アルト「いや、誉れあることであれど、謙るようなことでもない。誇れ。君は英雄をして唸らされた偉大な戦士だ。腕力も、速さも、剣も、何もかもを上回る存在に真っ向から挑むなど、英雄たる僕にも無理だ。いや、英雄ではないな。僕は単に自分より弱い者を倒していただけ。決して、英雄などではない」

アルト「だから、初心に戻るとしよう」

 慢心に満ちたアルトはそこにはなく、ただ目の前の敵を倒そうと言う闘志に満ちた一人の戦士として彼はそこに立っていた。
 無型だった剣の構えは、剣術の基礎をなぞるように堅実な正眼の構えとなっていた。
 最早、アポかどが何故強いかなどはどうでもよくなっていた。今はただ失った誇りを取り戻したい気持ちが胸を占めていた。

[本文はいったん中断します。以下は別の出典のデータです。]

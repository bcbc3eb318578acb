//! The record trait and its descriptor metadata.
//!
//! A descriptor is a static table of function pointers that downcast a
//! `&dyn Any` to the concrete record type and touch one field. Tables
//! are built once per type (behind a `OnceLock` in the `record!`
//! expansion) and live for the program, so binders can hold `&'static`
//! references into them.

use std::any::Any;

use crate::error::BindError;
use crate::value::Value;

/// A destination entity the import engine can populate.
///
/// Implemented by the [`record!`](crate::record!) macro; hand
/// implementations are possible but rarely worth it.
pub trait Record: Any + Send + std::fmt::Debug {
    /// The static descriptor for this record type.
    fn record_descriptor() -> &'static RecordDescriptor
    where
        Self: Sized;

    /// The descriptor of this instance.
    fn descriptor(&self) -> &'static RecordDescriptor;

    /// Borrow as `Any` for descriptor-driven access.
    fn as_any(&self) -> &dyn Any;

    /// Borrow mutably as `Any` for descriptor-driven access.
    fn as_any_mut(&mut self) -> &mut dyn Any;

    /// Unwrap the box for collection appends.
    fn into_any(self: Box<Self>) -> Box<dyn Any>;

    /// Project the record to JSON for sinks and diagnostics.
    fn to_json(&self) -> serde_json::Value;
}

/// Static metadata for one record type.
#[derive(Debug)]
pub struct RecordDescriptor {
    /// Entity name, as referenced by layouts and the registry.
    pub name: &'static str,
    /// Scalar and nested-record properties.
    pub properties: Vec<PropertyDef>,
    /// Child collections.
    pub collections: Vec<CollectionDef>,
}

impl RecordDescriptor {
    /// Case-insensitive property lookup.
    pub fn property(&self, name: &str) -> Option<&PropertyDef> {
        self.properties
            .iter()
            .find(|p| p.name.eq_ignore_ascii_case(name))
    }

    /// Case-insensitive collection lookup.
    pub fn collection(&self, name: &str) -> Option<&CollectionDef> {
        self.collections
            .iter()
            .find(|c| c.name.eq_ignore_ascii_case(name))
    }
}

/// One settable property of a record type.
pub struct PropertyDef {
    /// Property name as addressed by layout targets.
    pub name: &'static str,
    /// Coerce and write a value into the field.
    pub set: fn(&mut dyn Any, Value) -> Result<(), BindError>,
    /// Read the field back as a [`Value`].
    pub get: fn(&dyn Any) -> Value,
    /// Present when the property is itself a record, making it a legal
    /// non-terminal segment of a dotted path.
    pub nested: Option<NestedDef>,
}

impl std::fmt::Debug for PropertyDef {
    fn fmt(&self, f: &mut std::fmt::Formatter<'_>) -> std::fmt::Result {
        f.debug_struct("PropertyDef")
            .field("name", &self.name)
            .field("nested", &self.nested.is_some())
            .finish()
    }
}

/// Traversal hooks for a record-typed property.
#[derive(Clone, Copy)]
#[derive(Debug)]
pub struct NestedDef {
    /// Descriptor of the nested record type.
    pub descriptor: fn() -> &'static RecordDescriptor,
    /// Borrow the nested record out of the parent.
    pub borrow: fn(&dyn Any) -> Result<&dyn Any, BindError>,
    /// Borrow the nested record mutably out of the parent.
    pub borrow_mut: fn(&mut dyn Any) -> Result<&mut dyn Any, BindError>,
}

/// One child collection of a record type.
pub struct CollectionDef {
    /// Collection name as addressed by layout targets.
    pub name: &'static str,
    /// Entity name of the element type.
    pub child: &'static str,
    /// Downcast and append a child.
    pub push: fn(&mut dyn Any, Box<dyn Record>) -> Result<(), BindError>,
}

impl std::fmt::Debug for CollectionDef {
    fn fmt(&self, f: &mut std::fmt::Formatter<'_>) -> std::fmt::Result {
        f.debug_struct("CollectionDef")
            .field("name", &self.name)
            .field("child", &self.child)
            .finish()
    }
}
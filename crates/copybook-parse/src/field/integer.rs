//! Integer field parsing.

use copybook_layout::{AllZerosBehavior, FieldSpec, ParsingRules};
use copybook_record::Value;

use super::{invalid, opt_bool, FieldParser};
use crate::error::ParseError;
use crate::text::{collapse_spaces, is_all_spaces, is_all_zeros};

/// Widest digit count accepted for an integer field.
const MAX_DIGITS: usize = 11;

/// Parses 64-bit signed integers.
///
/// Recognized options: `treatAllSpacesAsNull`, `allZerosBehavior`.
/// No implied decimals, no overpunch; at most eleven digits survive
/// the filter before the value is rejected as out of range.
pub struct IntegerParser;

impl FieldParser for IntegerParser {
    fn parse(
        &self,
        raw: &str,
        field: &FieldSpec,
        rules: &ParsingRules,
    ) -> Result<Value, ParseError> {
        let integer_rules = &rules.integer;
        let spaces_null =
            opt_bool(field, "treatAllSpacesAsNull").unwrap_or(integer_rules.treat_all_spaces_as_null);
        if is_all_spaces(raw) && spaces_null {
            return Ok(Value::Null);
        }

        let zeros = field
            .option("allZerosBehavior")
            .and_then(AllZerosBehavior::parse)
            .unwrap_or(integer_rules.all_zeros_behavior);
        if is_all_zeros(raw) {
            return Ok(match zeros {
                AllZerosBehavior::Null => Value::Null,
                AllZerosBehavior::Zero => Value::Int(0),
            });
        }

        let mut text = collapse_spaces(raw);
        if text.is_empty() {
            return Ok(Value::Null);
        }

        let mut negative = false;
        if let Some(rest) = text.strip_prefix('+') {
            text = rest.to_string();
        } else if let Some(rest) = text.strip_prefix('-') {
            negative = true;
            text = rest.to_string();
        }

        let digits: String = text.chars().filter(char::is_ascii_digit).collect();
        if digits.is_empty() {
            return Ok(Value::Null);
        }
        if digits.len() > MAX_DIGITS {
            return Err(invalid(field, "integer", raw));
        }
        let parsed: i64 = digits
            .parse()
            .map_err(|_| invalid(field, "integer", raw))?;
        Ok(Value::Int(if negative { -parsed } else { parsed }))
    }
}

#[cfg(test)]
mod tests {
    use super::*;
    use crate::field::testutil::spec;
    use copybook_layout::FieldKind;

    fn parse(raw: &str, options: &[(&str, &str)]) -> Result<Value, ParseError> {
        IntegerParser.parse(
            raw,
            &spec(FieldKind::Integer, options),
            &ParsingRules::default(),
        )
    }

    #[test]
    fn test_plain_integer() {
        assert_eq!(parse("00042", &[]).unwrap(), Value::Int(42));
    }

    #[test]
    fn test_all_spaces_is_null() {
        assert_eq!(parse("     ", &[]).unwrap(), Value::Null);
    }

    #[test]
    fn test_negative_sign() {
        assert_eq!(parse("  -17", &[]).unwrap(), Value::Int(-17));
        assert_eq!(parse("  +17", &[]).unwrap(), Value::Int(17));
    }

    #[test]
    fn test_all_zeros_default_is_zero() {
        assert_eq!(parse("0000", &[]).unwrap(), Value::Int(0));
    }

    #[test]
    fn test_all_zeros_null_override() {
        assert_eq!(
            parse("0000", &[("allZerosBehavior", "null")]).unwrap(),
            Value::Null
        );
    }

    #[test]
    fn test_non_digits_are_filtered() {
        assert_eq!(parse("A12B3", &[]).unwrap(), Value::Int(123));
    }

    #[test]
    fn test_no_digits_is_null() {
        assert_eq!(parse("ABC", &[]).unwrap(), Value::Null);
    }

    #[test]
    fn test_width_limit() {
        assert_eq!(
            parse("99999999999", &[]).unwrap(),
            Value::Int(99_999_999_999)
        );
        let err = parse("999999999999", &[]).unwrap_err();
        assert!(matches!(
            err,
            ParseError::InvalidField { kind: "integer", .. }
        ));
    }
}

アポかど「……へぇ。良い目をするようになったじゃねぇか、ガキが」

 先程まで押されていたというのに、まるで格上が格下を見定めるかのようにそう言い放つアポかど。
 だが、不思議とアルトはそれを不快とは思わなかった。

アルト「お誉めに与り、光栄だ……」

アルト「《盾よ……》【堅装・盾(ジ・エージス)】」

 アルトの全身を黄金の武装がまとわりついていく。アルトが発動したのは全身甲冑の鎧を呼び寄せる類らしく、黄金の武装は頭まで覆いつくした。
 表情の見えなくなった彼は、面甲の隙間からアポかどを睨むと殺気を全開にした。

アルト「……遅れ馳せながら名乗りをあげさせてもらおう。異世界《ヴォルフスヘイム》が亡国《ドライアド王国》の《龍狩り騎士団》騎士団長のアルトリウス」

アポかど「くくく。それがお前の本気ってか?笑わせてくれる。こちとらお前より何倍も強いやつをぶっ殺してきたんだよ。精々、長時間に渡って俺を苦しめてから、俺に首を刈られて死んでいけ」

アルト「死ぬつもりは毛頭ない」

アポかど「それはダメだ」

アルト「ならば推して参る!」

アポかど「勝手に推して参っとけ!」

 アルトは神のごとき威光を放ちながら、アポかどへと踏み込んでいった。